Pancasila tidak sepenuhnya benar. Pernyataan tegas dari negara mengenai
Pancasila menurut penulis dewasa ini adalah dikeluarkannya ketetapan MPR
No XVIII/ MPR /1998 tentang Pencabutan Ketetapan MPR RI No II / MPR /
1978 tentang Pedoman Penghayatan dan Pengamalan Pancasila (Eka
Prasetya Pancakarsa) dan Penetapan tentang Penegasan Pancasila sebagai
dasar Negara. Pada pasal 1 Ketetapan tersebut dinyatakan bahwa Pancasila
sebagaimana dimaksud dalam Pembukaan Undang Undang Dasar 1945
adalah dasar negara dari Negara Kesatuan Republik Indonesia harus
dilaksanakan secara konsisten dalam kehidupan bernegara. Dokumen
kenegaraan lainnya adalah Peraturan Presiden No 7 tahun 2005 tentang
Rencana Pembangunan Jangka Menengah Nasional (RPJMN) 2004-2009.

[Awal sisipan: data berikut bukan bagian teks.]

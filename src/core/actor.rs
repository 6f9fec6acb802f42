//! # What a module kind contributes.
//!
//! An [`Actor`] is the kind-specific half of a module: it owns the mailboxes and
//! knows how to build its worker loops. [`Module`](crate::core::Module) supplies
//! the other half (lifecycle, cancellation, status fan-out) and is identical for
//! every kind.

use crate::config::ModuleConfig;
use crate::pipeline::Mailbox;
use crate::status::Bus;
use crate::tasks::TaskRef;

/// Kind-specific part of a module.
pub trait Actor: Send + Sync + 'static {
    /// Validated configuration the actor was built with.
    fn config(&self) -> &ModuleConfig;

    /// Mailboxes owned by the module (e.g. `outbox`, `inbox`).
    fn mailboxes(&self) -> Vec<Mailbox>;

    /// Builds the worker loops. Called once, when the module starts.
    ///
    /// Workers publish their statuses on `bus`.
    fn tasks(&self, bus: &Bus) -> Vec<TaskRef>;
}
//! # Runs one worker loop to completion.
//!
//! ```text
//! WorkerStarting ──► task.spawn(ctx) ──► Ok | Err(Canceled) ──► WorkerStopped
//!                                   └──► Err(Fatal)         ──► WorkerFailed
//! ```
//!
//! Workers are never restarted here: their loops heal connectivity failures
//! themselves, so an error return is final.

use std::collections::BTreeSet;
use std::sync::{Arc, Mutex, PoisonError};

use tokio_util::sync::CancellationToken;

use crate::error::WorkerError;
use crate::status::{Bus, Status, StatusKind};
use crate::tasks::TaskRef;

/// Names of workers that have not returned yet.
pub(crate) type AliveSet = Arc<Mutex<BTreeSet<String>>>;

/// Removes the worker from the alive set even if its loop panics.
struct AliveGuard {
    alive: AliveSet,
    name: String,
}

impl Drop for AliveGuard {
    fn drop(&mut self) {
        self.alive
            .lock()
            .unwrap_or_else(PoisonError::into_inner)
            .remove(&self.name);
    }
}

/// Executes `task` once. The caller has already inserted its name in `alive`.
pub(crate) async fn run_worker(
    task: TaskRef,
    ctx: CancellationToken,
    bus: Bus,
    module: Arc<str>,
    alive: AliveSet,
) {
    let _guard = AliveGuard {
        alive,
        name: task.name().to_string(),
    };
    let status = |kind| {
        Status::new(kind)
            .with_module(module.clone())
            .with_worker(task.name())
    };

    bus.publish(status(StatusKind::WorkerStarting));
    match task.spawn(ctx).await {
        Ok(()) | Err(WorkerError::Canceled) => bus.publish(status(StatusKind::WorkerStopped)),
        Err(e) => bus.publish(status(StatusKind::WorkerFailed).with_reason(e.to_string())),
    }
}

Salah satu kutipan dari dokumen tersebut menyatakan bahwa dalam rangka
Strategi Penataan Kembali Indonesia, bangsa Indonesia ke depan perlu secara
bersama-sama memastikan Pancasila dan Pembukaan Undang- Undang Dasar
1945 tidak lagi diperdebatkan. Untuk memperkuat pernyataan ini, Presiden
Presiden Susilo Bambang Yudhoyono pada salah satu bagian pidatonya yang
bertajuk "Menata Kembali Kerangka Kehidupan Bernegara Berdasarkan
Pancasila" dalam rangka 61 tahun hari lahir Pancasila meminta semua pihak
untuk menghentikan perdebatan tentang Pancasila sebagai dasar negara,
karena berdasarkan Tap MPR No XVIII /MPR/1998, telah menetapkan secara
prinsip Pancasila sebagai dasar negara.

Berdasar uraian di atas menunjukkan bahwa di era reformasi ini elemen


masyarakat bangsa tetap menginginkan Pancasila meskipun dalam pemaknaan
yang berbeda dari orde sebelumnya. Demikian pula negara atau rezim yang
berkuasa tetap menempatkan pancasila dalam bangunan negara
Indonesia.Selanjutnya juga keinginan menjalankan Pancasila ini dalam praktek
kehidupan bernegara atau lazim dinyatakan dengan istilah melaksanakan
Pancasila. Justru dengan demikian memunculkan masalah yang menarik yaitu
bagaimana melaksanakan Pancasila itu dalam kehidupan bernegara ini.